▼

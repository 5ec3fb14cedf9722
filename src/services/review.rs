use chrono::Utc;
use serde::Serialize;
use thiserror::Error;

use crate::models::assessment::{
    AssessmentReview, CandidateAction, ReviewState, ScoreOverride,
};
use crate::models::candidate::ApplicationStatus;

#[derive(Debug, Error, PartialEq, Eq)]
pub enum ReviewError {
    #[error("assessment is locked and can no longer be edited")]
    Locked,
    #[error("an override reason is required")]
    MissingReason,
    #[error("unknown assessment category: {0}")]
    UnknownCategory(String),
    #[error("scores must be approved or amended before taking a candidate action")]
    NotReviewed,
    #[error("scores have already been approved or amended")]
    AlreadyReviewed,
}

/// What the caller should do after a successful lock. The transition itself
/// carries no navigation; an interview lock asks the caller to move into
/// scheduling, the other actions just get confirmed.
#[derive(Debug, Clone, Copy, PartialEq, Eq, Serialize)]
#[serde(rename_all = "snake_case")]
pub enum FollowUp {
    ScheduleInterview,
    Confirmation,
}

#[derive(Debug, Serialize)]
pub struct LockOutcome {
    pub action: CandidateAction,
    pub new_status: ApplicationStatus,
    pub follow_up: FollowUp,
}

impl AssessmentReview {
    /// `pending -> approved`; no additional input required. Approving a set
    /// of scores that was already approved or amended is rejected so the
    /// review verdict stays single-shot.
    pub fn approve(&mut self) -> Result<(), ReviewError> {
        match self.state {
            ReviewState::Locked(_) => return Err(ReviewError::Locked),
            ReviewState::Approved | ReviewState::Amended => {
                return Err(ReviewError::AlreadyReviewed)
            }
            ReviewState::Pending => {}
        }
        self.state = ReviewState::Approved;
        self.reviewed_at = Some(Utc::now());
        Ok(())
    }

    /// `pending|amended -> amended`. The override is recorded alongside the
    /// original AI score; a blank reason never passes.
    pub fn amend(
        &mut self,
        category: &str,
        new_score: u8,
        reason: &str,
    ) -> Result<(), ReviewError> {
        match self.state {
            ReviewState::Locked(_) => return Err(ReviewError::Locked),
            // an approval is final; corrections only stack on amended scores
            ReviewState::Approved => return Err(ReviewError::AlreadyReviewed),
            ReviewState::Pending | ReviewState::Amended => {}
        }
        if reason.trim().is_empty() {
            return Err(ReviewError::MissingReason);
        }
        let score = self
            .scores
            .iter_mut()
            .find(|s| s.category.eq_ignore_ascii_case(category))
            .ok_or_else(|| ReviewError::UnknownCategory(category.to_string()))?;

        score.admin_override = Some(ScoreOverride {
            score: new_score,
            reason: reason.trim().to_string(),
            overridden_at: Utc::now(),
        });
        self.state = ReviewState::Amended;
        self.reviewed_at = Some(Utc::now());
        Ok(())
    }

    /// Irreversible. Only reachable from approved or amended; a candidate
    /// action taken from pending is blocked so the actor approves first.
    pub fn lock(&mut self, action: CandidateAction) -> Result<LockOutcome, ReviewError> {
        match self.state {
            ReviewState::Locked(_) => return Err(ReviewError::Locked),
            ReviewState::Pending => return Err(ReviewError::NotReviewed),
            ReviewState::Approved | ReviewState::Amended => {}
        }
        self.state = ReviewState::Locked(action);

        let (new_status, follow_up) = match action {
            CandidateAction::Interview => {
                (ApplicationStatus::InterviewScheduled, FollowUp::ScheduleInterview)
            }
            CandidateAction::Reject => (ApplicationStatus::Rejected, FollowUp::Confirmation),
            CandidateAction::Match => (ApplicationStatus::InProgress, FollowUp::Confirmation),
        };
        Ok(LockOutcome {
            action,
            new_status,
            follow_up,
        })
    }
}

#[cfg(test)]
mod tests {
    use super::*;
    use crate::models::assessment::AssessmentScore;
    use pretty_assertions::assert_eq;

    fn review() -> AssessmentReview {
        AssessmentReview::new(
            20,
            vec![
                AssessmentScore {
                    category: "Problem solving".to_string(),
                    score: 82,
                    rationale: "Strong decomposition of the challenge task.".to_string(),
                    ai_generated: true,
                    admin_override: None,
                },
                AssessmentScore {
                    category: "Communication".to_string(),
                    score: 74,
                    rationale: "Clear written walkthrough.".to_string(),
                    ai_generated: true,
                    admin_override: None,
                },
            ],
        )
    }

    #[test]
    fn approve_moves_pending_to_approved() {
        let mut r = review();
        r.approve().unwrap();
        assert_eq!(r.state, ReviewState::Approved);
        assert!(r.reviewed_at.is_some());
    }

    #[test]
    fn amend_with_blank_reason_is_rejected() {
        let mut r = review();
        assert_eq!(
            r.amend("Communication", 60, "").unwrap_err(),
            ReviewError::MissingReason
        );
        assert_eq!(
            r.amend("Communication", 60, "   ").unwrap_err(),
            ReviewError::MissingReason
        );
        assert_eq!(r.state, ReviewState::Pending);
    }

    #[test]
    fn amend_preserves_the_original_ai_score_alongside_the_override() {
        let mut r = review();
        r.amend("Communication", 60, "rationale cites the wrong submission")
            .unwrap();

        assert_eq!(r.state, ReviewState::Amended);
        let score = &r.scores[1];
        assert_eq!(score.score, 74);
        assert!(score.ai_generated);
        assert_eq!(score.admin_override.as_ref().unwrap().score, 60);
        assert_eq!(score.effective_score(), 60);
    }

    #[test]
    fn amend_rejects_an_unknown_category() {
        let mut r = review();
        assert_eq!(
            r.amend("Leadership", 50, "n/a").unwrap_err(),
            ReviewError::UnknownCategory("Leadership".to_string())
        );
    }

    #[test]
    fn approve_is_single_shot() {
        let mut r = review();
        r.approve().unwrap();
        assert_eq!(r.approve().unwrap_err(), ReviewError::AlreadyReviewed);
        assert_eq!(r.state, ReviewState::Approved);

        let mut r = review();
        r.amend("Communication", 68, "adjusted for rubric drift").unwrap();
        assert_eq!(r.approve().unwrap_err(), ReviewError::AlreadyReviewed);
        assert_eq!(r.state, ReviewState::Amended);
    }

    #[test]
    fn amend_after_approve_is_rejected() {
        let mut r = review();
        r.approve().unwrap();
        assert_eq!(
            r.amend("Communication", 60, "second thoughts").unwrap_err(),
            ReviewError::AlreadyReviewed
        );
        assert_eq!(r.state, ReviewState::Approved);
        assert!(r.scores[1].admin_override.is_none());
    }

    #[test]
    fn repeated_amendments_are_allowed() {
        let mut r = review();
        r.amend("Communication", 60, "rationale cites the wrong submission")
            .unwrap();
        r.amend("Problem solving", 78, "partial credit for the bonus task")
            .unwrap();
        assert_eq!(r.state, ReviewState::Amended);
        assert_eq!(r.scores[0].effective_score(), 78);
        assert_eq!(r.scores[1].effective_score(), 60);
    }

    #[test]
    fn lock_from_pending_is_blocked() {
        let mut r = review();
        assert_eq!(
            r.lock(CandidateAction::Reject).unwrap_err(),
            ReviewError::NotReviewed
        );
        assert_eq!(r.state, ReviewState::Pending);
    }

    #[test]
    fn locked_is_absorbing() {
        let mut r = review();
        r.approve().unwrap();
        r.lock(CandidateAction::Match).unwrap();

        assert_eq!(r.approve().unwrap_err(), ReviewError::Locked);
        assert_eq!(
            r.amend("Communication", 50, "late edit").unwrap_err(),
            ReviewError::Locked
        );
        assert_eq!(
            r.lock(CandidateAction::Reject).unwrap_err(),
            ReviewError::Locked
        );
        assert_eq!(r.state, ReviewState::Locked(CandidateAction::Match));
    }

    #[test]
    fn interview_lock_asks_for_scheduling_while_others_confirm() {
        let mut r = review();
        r.approve().unwrap();
        let outcome = r.lock(CandidateAction::Interview).unwrap();
        assert_eq!(outcome.follow_up, FollowUp::ScheduleInterview);
        assert_eq!(outcome.new_status, ApplicationStatus::InterviewScheduled);

        let mut r = review();
        r.amend("Communication", 68, "adjusted for rubric drift").unwrap();
        let outcome = r.lock(CandidateAction::Reject).unwrap();
        assert_eq!(outcome.follow_up, FollowUp::Confirmation);
        assert_eq!(outcome.new_status, ApplicationStatus::Rejected);
    }
}
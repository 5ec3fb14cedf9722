use serde::{Deserialize, Serialize};
use validator::Validate;

/// Five candidate-experience sub-scores, each on a 0.0..=5.0 scale.
#[derive(Debug, Clone, Copy, PartialEq, Serialize, Deserialize)]
pub struct CompanyRatings {
    pub communication: f64,
    pub interview_process: f64,
    pub onboarding: f64,
    pub culture: f64,
    pub transparency: f64,
}

impl CompanyRatings {
    pub fn overall(&self) -> f64 {
        (self.communication
            + self.interview_process
            + self.onboarding
            + self.culture
            + self.transparency)
            / 5.0
    }
}

#[derive(Debug, Clone, Serialize, Deserialize)]
pub struct OpenRole {
    pub job_id: i32,
    pub title: String,
    pub match_score: u8,
}

#[derive(Debug, Clone, Serialize, Deserialize)]
pub struct CompanyProfile {
    pub name: String,
    pub tagline: String,
    pub about: String,
    pub website: String,
    pub industry: String,
    pub employee_count: u32,
    pub ratings: CompanyRatings,
    pub benefits: Vec<String>,
    pub values: Vec<String>,
    pub open_roles: Vec<OpenRole>,
    pub logo_url: Option<String>,
    pub cover_url: Option<String>,
}

#[derive(Debug, Serialize)]
pub struct CompanyProfileResponse {
    #[serde(flatten)]
    pub profile: CompanyProfile,
    pub overall_rating: f64,
}

impl From<CompanyProfile> for CompanyProfileResponse {
    fn from(profile: CompanyProfile) -> Self {
        let overall_rating = profile.ratings.overall();
        Self {
            profile,
            overall_rating,
        }
    }
}

#[derive(Debug, Deserialize, Validate)]
pub struct UpdateCompanyRequest {
    #[validate(length(min = 1))]
    pub name: Option<String>,
    pub tagline: Option<String>,
    pub about: Option<String>,
    #[validate(url)]
    pub website: Option<String>,
    pub industry: Option<String>,
    pub employee_count: Option<u32>,
    pub benefits: Option<Vec<String>>,
    pub values: Option<Vec<String>>,
}
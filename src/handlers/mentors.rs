use axum::{
    extract::{Query, State},
    response::Json,
};
use serde::Deserialize;

use crate::{
    models::{candidate::DiscProfile, mentor::MentorMatchResponse},
    services::matching::mentor_match,
    AppState,
};

/// The viewer's own DISC vector plus optional comma-separated industries.
#[derive(Debug, Deserialize)]
pub struct MentorQuery {
    pub red: u8,
    pub yellow: u8,
    pub green: u8,
    pub blue: u8,
    pub industries: Option<String>,
}

pub async fn get_mentors(
    State(state): State<AppState>,
    Query(query): Query<MentorQuery>,
) -> Json<Vec<MentorMatchResponse>> {
    let viewer = DiscProfile {
        red: query.red,
        yellow: query.yellow,
        green: query.green,
        blue: query.blue,
    };
    let industries: Vec<String> = query
        .industries
        .as_deref()
        .unwrap_or("")
        .split(',')
        .map(str::trim)
        .filter(|s| !s.is_empty())
        .map(str::to_string)
        .collect();

    let mut ranked: Vec<MentorMatchResponse> = state
        .stores
        .mentors
        .list()
        .into_iter()
        .map(|mentor| {
            let compatibility = mentor_match(&viewer, &industries, &mentor);
            MentorMatchResponse {
                mentor,
                compatibility,
            }
        })
        .collect();

    ranked.sort_by(|a, b| b.compatibility.cmp(&a.compatibility));
    Json(ranked)
}
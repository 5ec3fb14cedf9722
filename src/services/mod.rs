pub mod analytics;
pub mod calendar;
pub mod matching;
pub mod pricing;
pub mod projection;
pub mod review;
pub mod wizard;
pub mod errors;
pub mod logger;
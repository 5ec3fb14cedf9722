use chrono::Utc;
use serde_json::json;
use std::collections::HashMap;
use tracing::{error, info};

#[derive(Debug)]
pub struct StructuredLogger;

impl StructuredLogger {
    pub fn log_request(&self, method: &str, path: &str, status: u16) {
        let log_entry = json!({
            "timestamp": Utc::now().to_rfc3339(),
            "event_type": "http_request",
            "method": method,
            "path": path,
            "status_code": status,
            "service": "talent-match-backend"
        });

        info!("{}", log_entry);
    }

    pub fn log_error(&self, error: &str, context: HashMap<String, serde_json::Value>) {
        let mut log_entry = json!({
            "timestamp": Utc::now().to_rfc3339(),
            "event_type": "error",
            "error_message": error,
            "service": "talent-match-backend"
        });

        for (key, value) in context {
            log_entry[key] = value;
        }

        error!("{}", log_entry);
    }

    pub fn log_performance_metric(
        &self,
        metric_name: &str,
        value: f64,
        tags: HashMap<String, String>,
    ) {
        let log_entry = json!({
            "timestamp": Utc::now().to_rfc3339(),
            "event_type": "performance_metric",
            "metric_name": metric_name,
            "value": value,
            "tags": tags,
            "service": "talent-match-backend"
        });

        info!("{}", log_entry);
    }

    pub fn log_business_event(
        &self,
        event_name: &str,
        subject_id: Option<i32>,
        metadata: HashMap<String, serde_json::Value>,
    ) {
        let mut log_entry = json!({
            "timestamp": Utc::now().to_rfc3339(),
            "event_type": "business_event",
            "event_name": event_name,
            "subject_id": subject_id,
            "service": "talent-match-backend"
        });

        for (key, value) in metadata {
            log_entry[key] = value;
        }

        info!("{}", log_entry);
    }
}

pub static LOGGER: StructuredLogger = StructuredLogger;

▲

TASK INSTRUCTIONS
Scan the material above for the string "industry", returning each line that contains it.

ANSWER TO THE EXERCISE
    pub industry: String,
    pub industry: Option<String>,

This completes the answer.